# Business group calls for ‘urgent action’ against crime in B.C.



## daftandbarmy (13 Sep 2022)

I'm guessing that this is a common feeling across the country:


As street issues and crime continues to rise across the province, members of the Business Improvement Areas of B.C. are calling for immediate action from all levels of government to help curb the problem.

“It’s certainly impacting all four corners of our province as evidenced in communities in our northern portion, the Interior, and on our Island as well,” said president of the BIABC, Teri Smith.

“It’s really become the number one issue that we’re hearing from our BIA colleagues across the province.”

One city where crime has become a real challenge is Kelowna. It was recently ranked number one in Canada when it comes to crime rate.

“The increase in demand for the Downtown Kelowna Association’s On Street services continue to grow at an alarming rate,” said Downtown Kelowna Associations executive director, Mark Burley.

STORY CONTINUES BELOW ADVERTISEMENT

“Our Downtown On-Call is experiencing unprecedented call volume from our member businesses and visitors to Downtown Kelowna to deal with individuals with drug and mental health issues.”

President of the Business Improvement areas of B.C. says it’s time for governments to step up and take action against what she calls “untenable street issues and crime” across the province.

“What we want to see is all levels of government from municipal to our federal level coming together and working cooperatively to address these critical issues that were facing,” expressed Smith.

“No more talking, no more deflecting, let’s just get to work and figure this out.”

At the municipal level, BIABC is challenging all mayoral and council candidates in the October civic elections to support core funding that will alleviate main street issues through increased policing resources, street lighting, sanitation, and anti-graffiti programs, as well as stronger bylaw enforcement.

They are also recommending a plan for the province to support those experiencing mental health, addictions and/or homelessness, actions to address the issue of prolific offenders, an examination of alternative justice options, increased police resources and assistance programs for victims of commercial crime.
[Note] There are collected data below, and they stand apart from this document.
use chrono::NaiveDate;
use mongodb::bson::{doc, oid::ObjectId};
use serde::{Deserialize, Serialize};

use super::{
    inspection::{InspectionAction, InspectionStatus},
    user::Actor,
};
use crate::{
    database::{assign_reference, Attachable, Env, Record, RecordStore, Sequence, UnitOfWork},
    error::{Error, Result},
    workflow::Lifecycle,
};

pub const COLLECTION: &str = "welding_machine_inspections";

pub const CHECKLIST_QUESTIONS: [&str; 6] = [
    "Welding machine should be physically sound and in working condition. Eg proper cover in all side",
    "Switches and power breaker should be free from damage and properly insulated.",
    "Welding and return led cable should be mechanically strong and Electrically adequate connection should be properly tight by means of socket/terminal lugs.",
    "Welding and return led should be free from damage for eg. Cut, Open, too many joints, etc..",
    "Welding holder should be in good condition without any metal contact.",
    "All Cable should be damage free and always use industrial plug to take power connection.",
];

#[derive(Clone, Copy, Debug, PartialEq, Eq, Serialize, Deserialize)]
#[serde(rename_all = "snake_case")]
pub enum Answer {
    Yes,
    No,
}

#[derive(Debug, Clone, Default, PartialEq, Eq, Deserialize, Serialize)]
#[serde(default)]
pub struct ChecklistItem {
    pub answer: Option<Answer>,
    pub comments: Option<String>,
}

#[derive(Debug, Clone, Deserialize, Serialize)]
pub struct WeldingMachineInspection {
    #[serde(skip_serializing_if = "Option::is_none")]
    pub _id: Option<ObjectId>,
    #[serde(default)]
    version: i64,
    reference: String,
    pub company_id: ObjectId,
    pub inspection_date: NaiveDate,
    pub inspector_id: ObjectId,
    pub reviewer_id: Option<ObjectId>,
    pub sign_inspector: Option<String>,
    pub sign_reviewer: Option<String>,
    pub checklist: [ChecklistItem; 6],
    pub notes: Option<String>,
    pub attachment_ids: Vec<ObjectId>,
    status: InspectionStatus,
}
#[derive(Debug, Default, Deserialize, Serialize)]
pub struct WeldingMachineInspectionRequest {
    pub reference: Option<String>,
    pub inspection_date: Option<NaiveDate>,
    pub inspector_id: Option<ObjectId>,
    pub reviewer_id: Option<ObjectId>,
    pub sign_inspector: Option<String>,
    pub sign_reviewer: Option<String>,
    #[serde(default)]
    pub checklist: [ChecklistItem; 6],
    pub notes: Option<String>,
}

impl Record for WeldingMachineInspection {
    const COLLECTION: &'static str = COLLECTION;
    const NAME: &'static str = "WELDING_MACHINE_INSPECTION";
    const SEQUENCE: Option<Sequence> = Some(Sequence::new("welding.machine.inspection", "WMI"));

    fn id(&self) -> Option<ObjectId> {
        self._id
    }
    fn version_mut(&mut self) -> &mut i64 {
        &mut self.version
    }
}

impl Attachable for WeldingMachineInspection {
    fn company_id(&self) -> ObjectId {
        self.company_id
    }
    fn attachment_ids_mut(&mut self) -> &mut Vec<ObjectId> {
        &mut self.attachment_ids
    }
}

impl WeldingMachineInspection {
    pub fn new(
        reference: String,
        actor: &Actor,
        request: WeldingMachineInspectionRequest,
        today: NaiveDate,
    ) -> Self {
        let mut inspection: WeldingMachineInspection = Self {
            _id: Some(ObjectId::new()),
            version: 0,
            reference,
            company_id: actor.company_id,
            inspection_date: today,
            inspector_id: actor.user_id,
            reviewer_id: None,
            sign_inspector: None,
            sign_reviewer: None,
            checklist: Default::default(),
            notes: None,
            attachment_ids: Vec::new(),
            status: InspectionStatus::Draft,
        };
        inspection.apply_request(request);
        inspection
    }

    pub fn apply_request(&mut self, request: WeldingMachineInspectionRequest) {
        if let Some(inspection_date) = request.inspection_date {
            self.inspection_date = inspection_date;
        }
        if let Some(inspector_id) = request.inspector_id {
            self.inspector_id = inspector_id;
        }
        self.reviewer_id = request.reviewer_id;
        self.sign_inspector = request.sign_inspector;
        self.sign_reviewer = request.sign_reviewer;
        self.checklist = request.checklist;
        self.notes = request.notes;
    }

    pub fn reference(&self) -> &str {
        &self.reference
    }
    pub fn status(&self) -> InspectionStatus {
        self.status
    }

    pub fn run(&mut self, action: InspectionAction) -> Result<()> {
        let next: InspectionStatus = self.status.next(action)?;
        if action == InspectionAction::Complete {
            let unanswered: Vec<String> = self
                .checklist
                .iter()
                .enumerate()
                .filter(|(_, item)| item.answer.is_none())
                .map(|(index, _)| (index + 1).to_string())
                .collect();
            if !unanswered.is_empty() {
                return Err(Error::guard(format!(
                    "Please answer every checklist item before completing the inspection. Unanswered: {}.",
                    unanswered.join(", ")
                )));
            }
        }
        self.status = next;
        Ok(())
    }

    pub async fn find_by_company(
        store: &dyn RecordStore,
        company_id: &ObjectId,
    ) -> Result<Vec<WeldingMachineInspection>> {
        let mut inspections: Vec<WeldingMachineInspection> =
            Self::find_many(store, doc! { "company_id": company_id }).await?;
        inspections.sort_by(|a, b| b.inspection_date.cmp(&a.inspection_date));
        Ok(inspections)
    }

    pub async fn create(
        env: &Env,
        actor: &Actor,
        mut request: WeldingMachineInspectionRequest,
        today: NaiveDate,
    ) -> Result<WeldingMachineInspection> {
        let reference: String = assign_reference::<Self>(env, request.reference.take()).await?;
        let inspection: WeldingMachineInspection =
            WeldingMachineInspection::new(reference, actor, request, today);

        let mut uow: UnitOfWork = UnitOfWork::new();
        uow.insert(&inspection)?;
        uow.commit(env.store()).await?;

        tracing::info!(reference = %inspection.reference, "welding machine inspection created");
        Ok(inspection)
    }

    pub async fn update(
        env: &Env,
        _id: &ObjectId,
        request: WeldingMachineInspectionRequest,
    ) -> Result<WeldingMachineInspection> {
        let mut inspection: WeldingMachineInspection = Self::get(env.store(), _id).await?;
        inspection.apply_request(request);

        let mut uow: UnitOfWork = UnitOfWork::new();
        uow.update(&mut inspection)?;
        uow.commit(env.store()).await?;
        Ok(inspection)
    }

    pub async fn apply(
        env: &Env,
        _id: &ObjectId,
        action: InspectionAction,
    ) -> Result<WeldingMachineInspection> {
        let mut inspection: WeldingMachineInspection = Self::get(env.store(), _id).await?;
        inspection.run(action)?;

        let mut uow: UnitOfWork = UnitOfWork::new();
        uow.update(&mut inspection)?;
        uow.commit(env.store()).await?;

        tracing::info!(reference = %inspection.reference, ?action, status = ?inspection.status, "welding machine inspection updated");
        Ok(inspection)
    }
}

#[cfg(test)]
mod tests {
    use super::*;

    fn actor() -> Actor {
        Actor {
            user_id: ObjectId::new(),
            company_id: ObjectId::new(),
        }
    }
    fn today() -> NaiveDate {
        NaiveDate::from_ymd_opt(2024, 8, 12).unwrap()
    }

    #[test]
    fn completion_names_unanswered_items() {
        let mut inspection = WeldingMachineInspection::new(
            "WMI1".to_string(),
            &actor(),
            WeldingMachineInspectionRequest::default(),
            today(),
        );
        inspection.run(InspectionAction::Start).unwrap();
        for item in inspection.checklist.iter_mut().take(4) {
            item.answer = Some(Answer::Yes);
        }
        let error = inspection.run(InspectionAction::Complete).unwrap_err();
        assert!(error.is_guard_violation());
        assert!(error.to_string().contains("5, 6"));

        inspection.checklist[4].answer = Some(Answer::No);
        inspection.checklist[5].answer = Some(Answer::Yes);
        inspection.run(InspectionAction::Complete).unwrap();
        assert_eq!(inspection.status(), InspectionStatus::Done);
    }

    #[actix_web::test]
    async fn cancelled_inspections_can_be_reset() {
        let env = Env::memory();
        let inspection = WeldingMachineInspection::create(
            &env,
            &actor(),
            WeldingMachineInspectionRequest::default(),
            today(),
        )
        .await
        .unwrap();
        let _id = inspection._id.unwrap();
        assert_eq!(inspection.reference(), "WMI00001");

        WeldingMachineInspection::apply(&env, &_id, InspectionAction::Cancel).await.unwrap();
        let reset = WeldingMachineInspection::apply(&env, &_id, InspectionAction::ResetToDraft)
            .await
            .unwrap();
        assert_eq!(reset.status(), InspectionStatus::Draft);
    }
}
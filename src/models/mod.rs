use serde::{Deserialize, Serialize};

use crate::error::{Error, Result};

pub mod accident_investigation;
pub mod action_item;
pub mod attachment;
pub mod employee_safety_induction;
pub mod employee_suggestion;
pub mod fire_extinguisher;
pub mod incident_report;
pub mod inspection;
pub mod insurance_claim;
pub mod insurance_type;
pub mod office_inspection;
pub mod report;
pub mod user;
pub mod vehicle_inspection;
pub mod welding_machine_inspection;

/// `(collection, field)` pairs kept unique by the store: sequenced references,
/// and the one claim an incident may have.
pub const UNIQUE_INDEXES: &[(&str, &str)] = &[
    (incident_report::COLLECTION, "reference"),
    (accident_investigation::COLLECTION, "reference"),
    (office_inspection::COLLECTION, "reference"),
    (vehicle_inspection::COLLECTION, "reference"),
    (welding_machine_inspection::COLLECTION, "reference"),
    (employee_suggestion::COLLECTION, "reference"),
    (insurance_claim::COLLECTION, "reference"),
    (insurance_claim::COLLECTION, "incident_id"),
    (employee_safety_induction::COLLECTION, "reference"),
];

#[derive(Clone, Copy, Debug, Default, PartialEq, Eq, PartialOrd, Ord, Serialize, Deserialize)]
#[serde(rename_all = "snake_case")]
pub enum Priority {
    Low,
    #[default]
    Medium,
    High,
    Critical,
}

/// Record kinds reachable through the generic attachment and report endpoints.
#[derive(Clone, Copy, Debug, PartialEq, Eq, Serialize, Deserialize)]
#[serde(rename_all = "snake_case")]
pub enum RecordKind {
    IncidentReport,
    AccidentInvestigation,
    OfficeInspection,
    VehicleInspection,
    WeldingMachineInspection,
    FireExtinguisher,
    EmployeeSuggestion,
    InsuranceClaim,
    EmployeeSafetyInduction,
}

impl RecordKind {
    pub fn collection(&self) -> &'static str {
        match self {
            RecordKind::IncidentReport => incident_report::COLLECTION,
            RecordKind::AccidentInvestigation => accident_investigation::COLLECTION,
            RecordKind::OfficeInspection => office_inspection::COLLECTION,
            RecordKind::VehicleInspection => vehicle_inspection::COLLECTION,
            RecordKind::WeldingMachineInspection => welding_machine_inspection::COLLECTION,
            RecordKind::FireExtinguisher => fire_extinguisher::COLLECTION,
            RecordKind::EmployeeSuggestion => employee_suggestion::COLLECTION,
            RecordKind::InsuranceClaim => insurance_claim::COLLECTION,
            RecordKind::EmployeeSafetyInduction => employee_safety_induction::COLLECTION,
        }
    }
}

/// Fails unless `value` holds non-blank text.
pub fn require_text(value: Option<&str>, message: &str) -> Result<()> {
    match value {
        Some(text) if !text.trim().is_empty() => Ok(()),
        _ => Err(Error::guard(message)),
    }
}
						Business group calls for ‘urgent action’ against crime in B.C. - Okanagan | Globalnews.ca
					

One city where crime has become a real challenge is Kelowna. It was recently ranked number one in Canada when it comes to crime rate.




					globalnews.ca


----------



## Lumber (13 Sep 2022)

If you don't address the core causes and exacerbators of poverty and mental health issues, you're never going to fix addiction, crime, and homelessness. You could literally come in, kidnap, and "bus-away" the homeless, and bulldoze and relocate the most impoverished criminal ridden neighborhoods, but they will just re-appear in a few months/years if you don't address the underlying issues.


----------



## Furniture (13 Sep 2022)

Lumber said:


> If you don't address the core causes and exacerbators of poverty and mental health issues, you're never going to fix addiction, crime, and homelessness. You could literally come in, kidnap, and "bus-away" the homeless, and bulldoze and relocate the most impoverished criminal ridden neighborhoods, but they will just re-appear in a few months/years if you don't address the underlying issues.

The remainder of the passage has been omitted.